//! Command-line interface for weft
//! This binary compiles grammar descriptions into parse-table artifacts and
//! inspects compiled artifacts.
//!
//! Usage:
//!   weft compile `<grammar>` [-o `<artifact>`] [--glr]  - Compile a grammar
//!   weft check `<grammar>`                            - Compile and report diagnostics
//!   weft inspect `<artifact>` [--format `<format>`]     - Describe a compiled artifact

use clap::{Arg, ArgAction, Command};
use std::path::PathBuf;
use std::process;

use weft::weft::compile_with_diagnostics;
use weft::weft::grammar::GrammarDescription;
use weft::weft::language::Language;

fn main() {
    let matches = Command::new("weft")
        .version(env!("CARGO_PKG_VERSION"))
        .about("A grammar compiler and parse-table loader for markup languages")
        .subcommand_required(true)
        .arg_required_else_help(true)
        .subcommand(
            Command::new("compile")
                .about("Compile a grammar into an artifact")
                .arg(
                    Arg::new("grammar")
                        .help("Path to the grammar description (.wg, .json, .yaml)")
                        .required(true)
                        .index(1),
                )
                .arg(
                    Arg::new("output")
                        .long("output")
                        .short('o')
                        .help("Artifact output path (defaults to the grammar path with .wfa)"),
                )
                .arg(
                    Arg::new("glr")
                        .long("glr")
                        .help("Enable GLR branching for conflicts that survive resolution")
                        .action(ArgAction::SetTrue),
                ),
        )
        .subcommand(
            Command::new("check")
                .about("Compile a grammar and report its conflict diagnostics")
                .arg(
                    Arg::new("grammar")
                        .help("Path to the grammar description")
                        .required(true)
                        .index(1),
                ),
        )
        .subcommand(
            Command::new("inspect")
                .about("Load a compiled artifact and describe it")
                .arg(
                    Arg::new("artifact")
                        .help("Path to the artifact file")
                        .required(true)
                        .index(1),
                )
                .arg(
                    Arg::new("format")
                        .long("format")
                        .short('f')
                        .help("Output format ('summary' or 'json')")
                        .default_value("summary"),
                ),
        )
        .get_matches();

    match matches.subcommand() {
        Some(("compile", compile_matches)) => {
            let grammar = compile_matches.get_one::<String>("grammar").unwrap();
            let output = compile_matches.get_one::<String>("output").cloned();
            let glr = compile_matches.get_flag("glr");
            handle_compile(grammar, output, glr);
        }
        Some(("check", check_matches)) => {
            let grammar = check_matches.get_one::<String>("grammar").unwrap();
            handle_check(grammar);
        }
        Some(("inspect", inspect_matches)) => {
            let artifact = inspect_matches.get_one::<String>("artifact").unwrap();
            let format = inspect_matches.get_one::<String>("format").unwrap();
            handle_inspect(artifact, format);
        }
        _ => unreachable!("subcommand is required"),
    }
}

fn load_description(path: &str, glr: bool) -> GrammarDescription {
    let mut description = match GrammarDescription::from_path(path) {
        Ok(description) => description,
        Err(err) => {
            eprintln!("error: {}: {}", path, err);
            process::exit(1);
        }
    };
    if glr {
        description.glr = true;
    }
    description
}

fn handle_compile(grammar: &str, output: Option<String>, glr: bool) {
    let description = load_description(grammar, glr);
    let (artifact, diagnostics) = match compile_with_diagnostics(&description) {
        Ok(result) => result,
        Err(err) => {
            eprintln!("error: {}", err);
            process::exit(1);
        }
    };

    let output = output
        .map(PathBuf::from)
        .unwrap_or_else(|| PathBuf::from(grammar).with_extension("wfa"));
    if let Err(err) = std::fs::write(&output, artifact.bytes()) {
        eprintln!("error: cannot write {}: {}", output.display(), err);
        process::exit(1);
    }
    println!(
        "compiled `{}` -> {} ({} bytes, {} conflict(s) resolved)",
        description.name,
        output.display(),
        artifact.len(),
        diagnostics.len()
    );
}

fn handle_check(grammar: &str) {
    let description = load_description(grammar, false);
    match compile_with_diagnostics(&description) {
        Ok((artifact, diagnostics)) => {
            println!(
                "ok: `{}` compiles to {} bytes",
                description.name,
                artifact.len()
            );
            if diagnostics.is_empty() {
                println!("no conflicts");
            } else {
                for record in &diagnostics {
                    println!("{}", record);
                }
            }
        }
        Err(err) => {
            eprintln!("{}", err);
            process::exit(1);
        }
    }
}

fn handle_inspect(artifact_path: &str, format: &str) {
    let bytes = match std::fs::read(artifact_path) {
        Ok(bytes) => bytes,
        Err(err) => {
            eprintln!("error: cannot read {}: {}", artifact_path, err);
            process::exit(1);
        }
    };
    let language = match Language::load(&bytes) {
        Ok(language) => language,
        Err(err) => {
            eprintln!("error: {}", err);
            process::exit(1);
        }
    };

    match format {
        "json" => {
            let kinds: Vec<&str> = language.node_kinds().collect();
            let value = serde_json::json!({
                "name": language.name(),
                "version": language.version(),
                "glr": language.glr(),
                "states": language.state_count(),
                "symbols": language.symbol_count(),
                "node_kinds": kinds,
            });
            match serde_json::to_string_pretty(&value) {
                Ok(rendered) => println!("{}", rendered),
                Err(err) => {
                    eprintln!("error: {}", err);
                    process::exit(1);
                }
            }
        }
        "summary" => {
            println!("grammar:  {}", language.name());
            println!("version:  {}", language.version());
            println!("glr:      {}", language.glr());
            println!("states:   {}", language.state_count());
            println!("symbols:  {}", language.symbol_count());
            println!(
                "kinds:    {}",
                language.node_kinds().collect::<Vec<_>>().join(", ")
            );
        }
        other => {
            eprintln!("error: unknown format `{}` (expected 'summary' or 'json')", other);
            process::exit(1);
        }
    }
}
//! Parse-table compilation
//!
//! Turns validated IR into a deterministic (or explicitly GLR) LR(1) parse
//! table. Construction is a purely functional batch transform: state
//! discovery follows a fixed canonical order, and conflict resolution is a
//! pure comparator, so the same IR always compiles to the same table.

pub mod builder;
pub mod conflicts;
pub mod first;
pub mod items;

pub use builder::{compile_tables, Action, ParseTable};
pub use conflicts::{ConflictRecord, Resolution, UnresolvedConflictError};
//! Validated intermediate representation
//!
//! Symbols are interned into a single index space: terminals first (index 0
//! is the synthesized end-of-input marker), then non-terminals (the
//! synthesized augmented start symbol comes last). Rule expressions are
//! flattened into plain productions; repetition, optionality, and nested
//! groups become hidden auxiliary rules with `$`-suffixed names that user
//! grammars cannot collide with.

use crate::weft::grammar::ast::Precedence;

/// Index into [`GrammarIr::symbols`]
pub type SymbolId = u32;

/// End-of-input terminal; always symbol 0
pub const EOF: SymbolId = 0;

/// What a symbol is and how terminals match input
#[derive(Debug, Clone, PartialEq, Eq)]
pub enum SymbolKind {
    Eof,
    Literal(String),
    Pattern(String),
    External,
    NonTerminal,
}

/// One interned symbol
#[derive(Debug, Clone, PartialEq, Eq)]
pub struct Symbol {
    pub name: String,
    pub kind: SymbolKind,
    pub hidden: bool,
    pub skip: bool,
}

impl Symbol {
    pub fn is_terminal(&self) -> bool {
        !matches!(self.kind, SymbolKind::NonTerminal)
    }
}

/// A flattened production `lhs -> rhs`
#[derive(Debug, Clone, PartialEq, Eq)]
pub struct Production {
    pub lhs: SymbolId,
    pub rhs: Vec<SymbolId>,
    /// Declaration index of the originating rule; auxiliary productions
    /// inherit the index of the rule they were desugared from
    pub rule_index: u32,
    pub prec: Option<Precedence>,
}

/// Validated grammar, ready for table compilation
#[derive(Debug, Clone, PartialEq)]
pub struct GrammarIr {
    pub name: String,
    /// Terminals occupy `0..terminal_count`, non-terminals the rest
    pub symbols: Vec<Symbol>,
    pub terminal_count: u32,
    /// Production 0 is the augmented start production `$accept -> start`
    pub productions: Vec<Production>,
    /// The user-declared start non-terminal
    pub start: SymbolId,
    /// The synthesized augmented start non-terminal (last symbol)
    pub accept: SymbolId,
    /// Declared rule names in declaration order, for diagnostics
    pub rule_names: Vec<String>,
    pub glr: bool,
}

impl GrammarIr {
    pub fn is_terminal(&self, symbol: SymbolId) -> bool {
        symbol < self.terminal_count
    }

    pub fn symbol_name(&self, symbol: SymbolId) -> &str {
        &self.symbols[symbol as usize].name
    }

    /// Name of the rule a production was declared in
    pub fn rule_name(&self, production: usize) -> &str {
        let index = self.productions[production].rule_index as usize;
        self.rule_names
            .get(index)
            .map(|name| name.as_str())
            .unwrap_or("$accept")
    }
}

■ **TASK TO CARRY OUT**: When a line contains the string "Some", copy it from the records.

■ **WORKED SOLUTION**:
        Some(("compile", compile_matches)) => {
        Some(("check", check_matches)) => {
        Some(("inspect", inspect_matches)) => {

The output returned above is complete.